Holz – der am meisten unterschätzte Energielieferant?

admin 17. Mai 2013 0


Als Hauptträger der Energiewende, die weg von fossilen Brennstoffen und hin zu erneuerbaren Energien führen soll, werden in der Regel in erster Linie Photovoltaik und Windkraft benannt. Der aktuell wohl wichtigste erneuerbare Rohstoff wird dabei aber oft vergessen: Holz. Holz gilt in Deutschland wegen der schnellen und unkomplizierten Versorgungslage als der Energieträger Nummer 1.

Durch die Verbrennung von Holz wird derzeit bedeutend mehr Energie gewonnen als etwa aus der Windenergie. So meinte Bundesumweltminister Peter Altmaier (CDU) bei einem Treffen des Dachverbands der Waldeigentümer AGDW: „Aus Holz werden aktuell fast dreimal mehr Terrawattstunden Strom gewonnen als aus Windenergie. Holz wird unterschätzt.“ Altmaier will den Einsatz von Holz als Energieträger daher auch weiterhin fördern – nicht zuletzt um so die Energiewende voranzutreiben. Doch es gibt auch kritische Stimmen bei der verstärkten Nutzung von Holz als Brennstoff.

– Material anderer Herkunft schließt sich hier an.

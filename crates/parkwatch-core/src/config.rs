//! Configuration types for the pipeline
//!
//! This module defines all configuration structures used throughout the crate.

use serde::{Deserialize, Serialize};
use std::time::Duration;

/// Parks the upstream service publishes live data for
pub const DEFAULT_PARK_IDS: [&str; 8] = [
    "bfc89fd6-314d-44b4-b89e-df1a89cf991e",
    "e957da41-3552-4cf6-b636-5babc5cbc4e5",
    "abcfffe7-01f2-4f92-ae61-5093346f5a68",
    "faff60df-c766-4470-8adb-dee78e813f42",
    "6e1464ca-1e9b-49c3-8937-c5c6f6675057",
    "e8d0207f-da8a-4048-bec8-117aa946b2c2",
    "9fc68f1c-3f5e-4f09-89f2-aab2cf1a0741",
    "89db5d43-c434-4097-b71f-f6869f495a22",
];

/// Main pipeline configuration
#[derive(Debug, Clone, Default, Serialize, Deserialize)]
pub struct PipelineConfig {
    /// Event bus settings
    #[serde(default)]
    pub bus: BusConfig,

    /// Delivery worker pool settings
    #[serde(default)]
    pub delivery: DeliveryConfig,

    /// Upstream feed settings
    #[serde(default)]
    pub feed: FeedConfig,

    /// Device store selection
    #[serde(default)]
    pub store: StoreConfig,

    /// Registration registry settings
    #[serde(default)]
    pub registry: RegistryConfig,
}

impl PipelineConfig {
    /// Create a new configuration with defaults
    pub fn new() -> Self {
        Self::default()
    }

    /// Validate the configuration
    pub fn validate(&self) -> Result<(), crate::Error> {
        if self.bus.subscriber_capacity == 0 {
            return Err(crate::Error::config("Bus subscriber capacity must be > 0"));
        }
        self.delivery.validate()?;
        self.feed.validate()?;
        self.store.validate()?;

        if self.registry.stale_device_max_age_days == Some(0) {
            return Err(crate::Error::config(
                "Stale device max age must be at least 1 day",
            ));
        }

        Ok(())
    }
}

/// Event bus configuration
#[derive(Debug, Clone, Serialize, Deserialize)]
pub struct BusConfig {
    /// Buffered events per subscriber before publishes are dropped for it
    #[serde(default = "default_subscriber_capacity")]
    pub subscriber_capacity: usize,
}

impl Default for BusConfig {
    fn default() -> Self {
        Self {
            subscriber_capacity: default_subscriber_capacity(),
        }
    }
}

/// Delivery worker pool configuration
#[derive(Debug, Clone, Serialize, Deserialize)]
pub struct DeliveryConfig {
    /// Number of concurrent delivery workers
    #[serde(default = "default_workers")]
    pub workers: usize,

    /// Capacity of the job queue
    ///
    /// When full, the fan-out processor waits. Jobs are never dropped here.
    #[serde(default = "default_queue_capacity")]
    pub queue_capacity: usize,

    /// Upper bound on a single send (in seconds); elapsing counts as a
    /// transient failure
    #[serde(default = "default_send_timeout_secs")]
    pub send_timeout_secs: u64,

    /// Capacity of the audit writer queue
    ///
    /// When full, audit records are dropped with a warning.
    #[serde(default = "default_audit_queue_capacity")]
    pub audit_queue_capacity: usize,
}

impl DeliveryConfig {
    pub fn send_timeout(&self) -> Duration {
        Duration::from_secs(self.send_timeout_secs)
    }

    fn validate(&self) -> Result<(), crate::Error> {
        if self.workers == 0 {
            return Err(crate::Error::config("Delivery workers must be > 0"));
        }
        if self.queue_capacity == 0 {
            return Err(crate::Error::config("Delivery queue capacity must be > 0"));
        }
        if self.send_timeout_secs == 0 {
            return Err(crate::Error::config("Delivery send timeout must be > 0"));
        }
        if self.audit_queue_capacity == 0 {
            return Err(crate::Error::config("Audit queue capacity must be > 0"));
        }
        Ok(())
    }
}

impl Default for DeliveryConfig {
    fn default() -> Self {
        Self {
            workers: default_workers(),
            queue_capacity: default_queue_capacity(),
            send_timeout_secs: default_send_timeout_secs(),
            audit_queue_capacity: default_audit_queue_capacity(),
        }
    }
}

/// Upstream feed configuration
#[derive(Debug, Clone, Serialize, Deserialize)]
pub struct FeedConfig {
    /// Parks to subscribe to
    #[serde(default = "default_park_ids")]
    pub park_ids: Vec<String>,

    /// Reconnect backoff
    #[serde(default)]
    pub backoff: BackoffConfig,
}

impl FeedConfig {
    fn validate(&self) -> Result<(), crate::Error> {
        if self.park_ids.is_empty() {
            return Err(crate::Error::config("No parks configured"));
        }
        if self.park_ids.iter().any(|id| id.trim().is_empty()) {
            return Err(crate::Error::config("Park ids cannot be empty"));
        }
        self.backoff.validate()
    }
}

impl Default for FeedConfig {
    fn default() -> Self {
        Self {
            park_ids: default_park_ids(),
            backoff: BackoffConfig::default(),
        }
    }
}

/// Exponential reconnect backoff
///
/// `delay(n) = min(initial * multiplier^(n-1), max) * (1 ± jitter)`
#[derive(Debug, Clone, Serialize, Deserialize)]
pub struct BackoffConfig {
    /// First delay (in milliseconds)
    #[serde(default = "default_backoff_initial_ms")]
    pub initial_ms: u64,

    /// Ceiling before jitter (in milliseconds)
    #[serde(default = "default_backoff_max_ms")]
    pub max_ms: u64,

    #[serde(default = "default_backoff_multiplier")]
    pub multiplier: f64,

    /// Fraction of the delay randomly added or removed, in [0, 1)
    #[serde(default = "default_backoff_jitter")]
    pub jitter: f64,
}

impl BackoffConfig {
    fn validate(&self) -> Result<(), crate::Error> {
        if self.initial_ms == 0 {
            return Err(crate::Error::config("Backoff initial delay must be > 0"));
        }
        if self.max_ms < self.initial_ms {
            return Err(crate::Error::config(
                "Backoff max delay must be >= initial delay",
            ));
        }
        if self.multiplier.is_nan() || self.multiplier < 1.0 {
            return Err(crate::Error::config("Backoff multiplier must be >= 1.0"));
        }
        if !(0.0..1.0).contains(&self.jitter) {
            return Err(crate::Error::config("Backoff jitter must be in [0, 1)"));
        }
        Ok(())
    }
}

impl Default for BackoffConfig {
    fn default() -> Self {
        Self {
            initial_ms: default_backoff_initial_ms(),
            max_ms: default_backoff_max_ms(),
            multiplier: default_backoff_multiplier(),
            jitter: default_backoff_jitter(),
        }
    }
}

/// Device store configuration
#[derive(Debug, Clone, Default, Serialize, Deserialize)]
#[serde(tag = "type", rename_all = "snake_case")]
pub enum StoreConfig {
    /// JSON file with atomic writes
    File {
        /// Path to the store file
        path: String,
    },

    /// In-memory store (not persistent)
    #[default]
    Memory,
}

impl StoreConfig {
    fn validate(&self) -> Result<(), crate::Error> {
        match self {
            StoreConfig::File { path } if path.trim().is_empty() => {
                Err(crate::Error::config("Store file path cannot be empty"))
            }
            _ => Ok(()),
        }
    }

    /// Store type name
    pub fn type_name(&self) -> &str {
        match self {
            StoreConfig::File { .. } => "file",
            StoreConfig::Memory => "memory",
        }
    }
}

/// Registration registry configuration
#[derive(Debug, Clone, Default, Serialize, Deserialize)]
pub struct RegistryConfig {
    /// Devices not re-registered within this many days are pruned
    /// periodically. Unset disables pruning.
    #[serde(default)]
    pub stale_device_max_age_days: Option<u64>,

    /// Send a content-free push before accepting a registration, rejecting
    /// tokens the gateway reports as permanently invalid
    #[serde(default)]
    pub verify_on_register: bool,
}

impl RegistryConfig {
    pub fn stale_device_max_age(&self) -> Option<chrono::Duration> {
        self.stale_device_max_age_days
            .and_then(|days| i64::try_from(days).ok())
            .map(chrono::Duration::days)
    }
}

fn default_subscriber_capacity() -> usize {
    crate::bus::DEFAULT_SUBSCRIBER_CAPACITY
}

fn default_workers() -> usize {
    5
}

fn default_queue_capacity() -> usize {
    100
}

fn default_send_timeout_secs() -> u64 {
    30
}

fn default_audit_queue_capacity() -> usize {
    1000
}

fn default_park_ids() -> Vec<String> {
    DEFAULT_PARK_IDS.iter().map(|id| id.to_string()).collect()
}

fn default_backoff_initial_ms() -> u64 {
    1_000
}

fn default_backoff_max_ms() -> u64 {
    60_000
}

fn default_backoff_multiplier() -> f64 {
    2.0
}

fn default_backoff_jitter() -> f64 {
    0.2
}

So sehen etwa die Grünen bei der einseitigen Nutzung von Holz die Gefahr, dass andere erneuerbare Energien wie Windkraft und Photovoltaik vernachlässigt werden. Dabei sollten gerade diese die Hauptträger der Energiewende sein. Feste Biomasse wie Holz sollte im Rahmen der Energiewende nach Auffassung von Cem Özdemir, dem Bundesvorsitzenden der Partei, dagegen nur verwendet werden, um Energieschwankungen abzufangen. Ansonsten sollte Holz in erster Linie als Baumaterial und nicht als Energielieferant genutzt werden.